> Required work:
Beginning with the first line, please return the entries exactly through the line that contains "use alloy_sol_types::SolCall;", and leave out all later lines.

---- Input

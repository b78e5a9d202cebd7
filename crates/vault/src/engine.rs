//! The vault engine: builds open/deposit/front/claim transactions, fetches and verifies vault
//! state, and prices each action by the state diff it is about to produce.

use std::sync::Arc;

use alloy_primitives::{Address, Bytes, B256, U256};
use alloy_sol_types::SolCall;
use futures::future::join_all;
use spv_bridge_chain::types::{MerkleProof, PreparedTx};
use spv_bridge_params::gas::GasCostTable;
use spv_bridge_primitives::BtcStoredHeader;
use tracing::debug;

use crate::{
    contract::{claimCall, depositCall, frontCall, openCall, VaultContract},
    errors::VaultError,
    fee::StateDiff,
    state::{SpvVaultState, Utxo, VaultParams},
    withdrawal::SpvWithdrawalData,
};

/// A priced gas budget for one pending action.
#[derive(Debug, Clone, Copy, PartialEq, Eq)]
pub struct FeeEstimate {
    /// Gas limit the estimator arrived at.
    pub gas_limit: u64,

    /// Fee rate in wei per gas.
    pub max_fee_per_gas: u128,
}

impl FeeEstimate {
    /// Worst-case total fee in wei.
    pub fn total_fee(&self) -> u128 {
        self.gas_limit as u128 * self.max_fee_per_gas
    }
}

/// Client for the on-chain SPV vault contract.
///
/// Stateless between calls: every operation fetches what it needs, verifies parameter
/// commitments before trusting anything, and returns prepared transactions for the submission
/// service rather than broadcasting itself.
#[derive(Clone)]
pub struct SpvVaultEngine {
    contract: Arc<dyn VaultContract>,
    gas: GasCostTable,
}

impl std::fmt::Debug for SpvVaultEngine {
    fn fmt(&self, f: &mut std::fmt::Formatter<'_>) -> std::fmt::Result {
        f.debug_struct("SpvVaultEngine")
            .field("contract", &self.contract.address())
            .field("gas", &self.gas)
            .finish()
    }
}

impl SpvVaultEngine {
    /// Creates an engine over the given contract view and gas-cost table.
    pub fn new(contract: Arc<dyn VaultContract>, gas: GasCostTable) -> Self {
        Self { contract, gas }
    }

    /// The gas-cost table in use.
    pub const fn gas_table(&self) -> &GasCostTable {
        &self.gas
    }

    /// Fetches one vault's state, or `None` if the vault does not exist on chain.
    ///
    /// The fetched parameters are re-hashed and compared against the contract's recorded
    /// commitment; a mismatch is fatal, never silently accepted.
    pub async fn fetch_vault_state(
        &self,
        owner: Address,
        vault_id: U256,
    ) -> Result<Option<SpvVaultState>, VaultError> {
        let commitment = self.contract.vault_commitment(owner, vault_id).await?;
        if commitment == B256::ZERO {
            return Ok(None);
        }

        let snapshot = self.contract.vault_snapshot(owner, vault_id).await?;
        let params = VaultParams {
            btc_relay: snapshot.btc_relay,
            token0: snapshot.token0,
            token1: snapshot.token1,
            multiplier0: snapshot.multiplier0,
            multiplier1: snapshot.multiplier1,
            confirmations: snapshot.confirmations,
        };
        params.verify_commitment(commitment)?;

        debug!(%owner, %vault_id, balances = ?snapshot.balances, "fetched vault state");
        Ok(Some(SpvVaultState::from_parts(
            owner,
            vault_id,
            params,
            snapshot.balances,
            snapshot.utxo,
            snapshot.withdraw_count,
            snapshot.deposit_count,
        )))
    }

    /// Fetches several vaults' states concurrently. Results preserve input order.
    pub async fn fetch_vault_states(
        &self,
        keys: &[(Address, U256)],
    ) -> Vec<Result<Option<SpvVaultState>, VaultError>> {
        join_all(
            keys.iter()
                .map(|&(owner, vault_id)| self.fetch_vault_state(owner, vault_id)),
        )
        .await
    }

    /// Builds the transaction opening a vault anchored at `utxo`.
    pub fn open_tx(
        &self,
        vault_id: U256,
        params: &VaultParams,
        utxo: Utxo,
        fee_rate: u128,
    ) -> PreparedTx {
        let data = openCall {
            vaultId: vault_id,
            btcRelay: params.btc_relay,
            token0: params.token0,
            token1: params.token1,
            multiplier0: params.multiplier0,
            multiplier1: params.multiplier1,
            confirmations: params.confirmations,
            utxoTxHash: B256::from(utxo.txid),
            utxoVout: utxo.vout,
        }
        .abi_encode();

        self.prepare(
            data,
            FeeEstimate {
                gas_limit: self.gas.open,
                max_fee_per_gas: fee_rate,
            },
        )
    }

    /// Builds a deposit transaction and its fee estimate.
    pub fn deposit_tx(
        &self,
        caller: Address,
        owner: Address,
        vault_id: U256,
        params: &VaultParams,
        amounts: [u64; 2],
        fee_rate: u128,
    ) -> PreparedTx {
        let mut diff = StateDiff::new();
        let tokens = [params.token0, params.token1];
        for (i, &amount) in amounts.iter().enumerate() {
            if amount > 0 {
                // The caller's balance and the contract's both move.
                diff.record_transfer(caller, caller, tokens[i]);
                diff.record_transfer(caller, self.contract.address(), tokens[i]);
            }
        }

        let data = depositCall {
            owner,
            vaultId: vault_id,
            rawToken0: amounts[0],
            rawToken1: amounts[1],
        }
        .abi_encode();

        self.prepare(
            data,
            FeeEstimate {
                gas_limit: self.gas.deposit + diff.gas(&self.gas),
                max_fee_per_gas: fee_rate,
            },
        )
    }

    /// Builds a fronting transaction: the caller advances the recipient's funds immediately and
    /// registers the withdrawal's fronting id.
    pub fn front_tx(
        &self,
        caller: Address,
        owner: Address,
        vault_id: U256,
        params: &VaultParams,
        withdrawal: &SpvWithdrawalData,
        withdraw_sequence: u32,
        btc_tx: Bytes,
        fee_rate: u128,
    ) -> Result<PreparedTx, VaultError> {
        let fronting = withdrawal.fronting_amounts()?;
        let mut diff = StateDiff::new();
        let tokens = [params.token0, params.token1];
        let recipient = withdrawal.payload().recipient;
        for (i, &amount) in fronting.iter().enumerate() {
            if amount > 0 {
                diff.record_transfer(caller, caller, tokens[i]);
                diff.record_transfer(caller, recipient, tokens[i]);
            }
        }

        let data = frontCall {
            owner,
            vaultId: vault_id,
            withdrawSequence: withdraw_sequence,
            frontingId: withdrawal.fronting_id(),
            btcTx: btc_tx,
        }
        .abi_encode();

        Ok(self.prepare(
            data,
            FeeEstimate {
                gas_limit: self.gas.front + diff.gas(&self.gas),
                max_fee_per_gas: fee_rate,
            },
        ))
    }

    /// Builds a claim transaction against a relay inclusion proof.
    ///
    /// `fronter` carries the address to reimburse when the withdrawal was already fronted;
    /// otherwise the payout goes straight to the withdrawal's recipient.
    #[allow(clippy::too_many_arguments)]
    pub fn claim_tx(
        &self,
        caller: Address,
        owner: Address,
        vault_id: U256,
        params: &VaultParams,
        withdrawal: &SpvWithdrawalData,
        fronter: Option<Address>,
        btc_tx: Bytes,
        stored_header: &BtcStoredHeader,
        proof: &MerkleProof,
        fee_rate: u128,
    ) -> Result<PreparedTx, VaultError> {
        let data = claimCall {
            owner,
            vaultId: vault_id,
            btcTx: btc_tx,
            blockhash: B256::from(stored_header.block_hash()),
            position: U256::from(proof.pos),
            merkleProof: proof.merkle.iter().map(|h| B256::from(*h)).collect(),
        }
        .abi_encode();

        let estimate = self.estimate_claim_fee(caller, params, withdrawal, fronter, fee_rate)?;
        Ok(self.prepare(data, estimate))
    }

    /// Prices a claim without building the transaction.
    pub fn estimate_claim_fee(
        &self,
        caller: Address,
        params: &VaultParams,
        withdrawal: &SpvWithdrawalData,
        fronter: Option<Address>,
        fee_rate: u128,
    ) -> Result<FeeEstimate, VaultError> {
        let payload = withdrawal.payload();
        let payout = fronter.unwrap_or(payload.recipient);
        let tokens = [params.token0, params.token1];

        let mut diff = StateDiff::new();
        let caller_fee = withdrawal.caller_fee();
        let fronting_fee = withdrawal.fronting_fee();
        for i in 0..2 {
            if payload.amounts[i] > 0 {
                diff.record_transfer(caller, payout, tokens[i]);
            }
            if caller_fee[i] > 0 {
                diff.record_transfer(caller, caller, tokens[i]);
            }
            // The fronting fee only moves when a fronter exists to collect it.
            if fronter.is_some() && fronting_fee[i] > 0 {
                diff.record_transfer(caller, payout, tokens[i]);
            }
        }

        let mut gas_limit = self.gas.claim + diff.gas(&self.gas);
        if payload.execution_hash.is_some() {
            gas_limit += self.gas.execution_schedule;
        }

        Ok(FeeEstimate {
            gas_limit,
            max_fee_per_gas: fee_rate,
        })
    }

    fn prepare(&self, data: Vec<u8>, estimate: FeeEstimate) -> PreparedTx {
        PreparedTx {
            to: self.contract.address(),
            data: data.into(),
            value: U256::ZERO,
            gas_limit: estimate.gas_limit,
            max_fee_per_gas: estimate.max_fee_per_gas,
        }
    }
}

--------

> Your response:
repository b78e5a9d202cebd7
filename crates/vault/src/engine.rs
//! The vault engine: builds open/deposit/front/claim transactions, fetches and verifies vault
//! state, and prices each action by the state diff it is about to produce.

use std::sync::Arc;

use alloy_primitives::{Address, Bytes, B256, U256};
use alloy_sol_types::SolCall;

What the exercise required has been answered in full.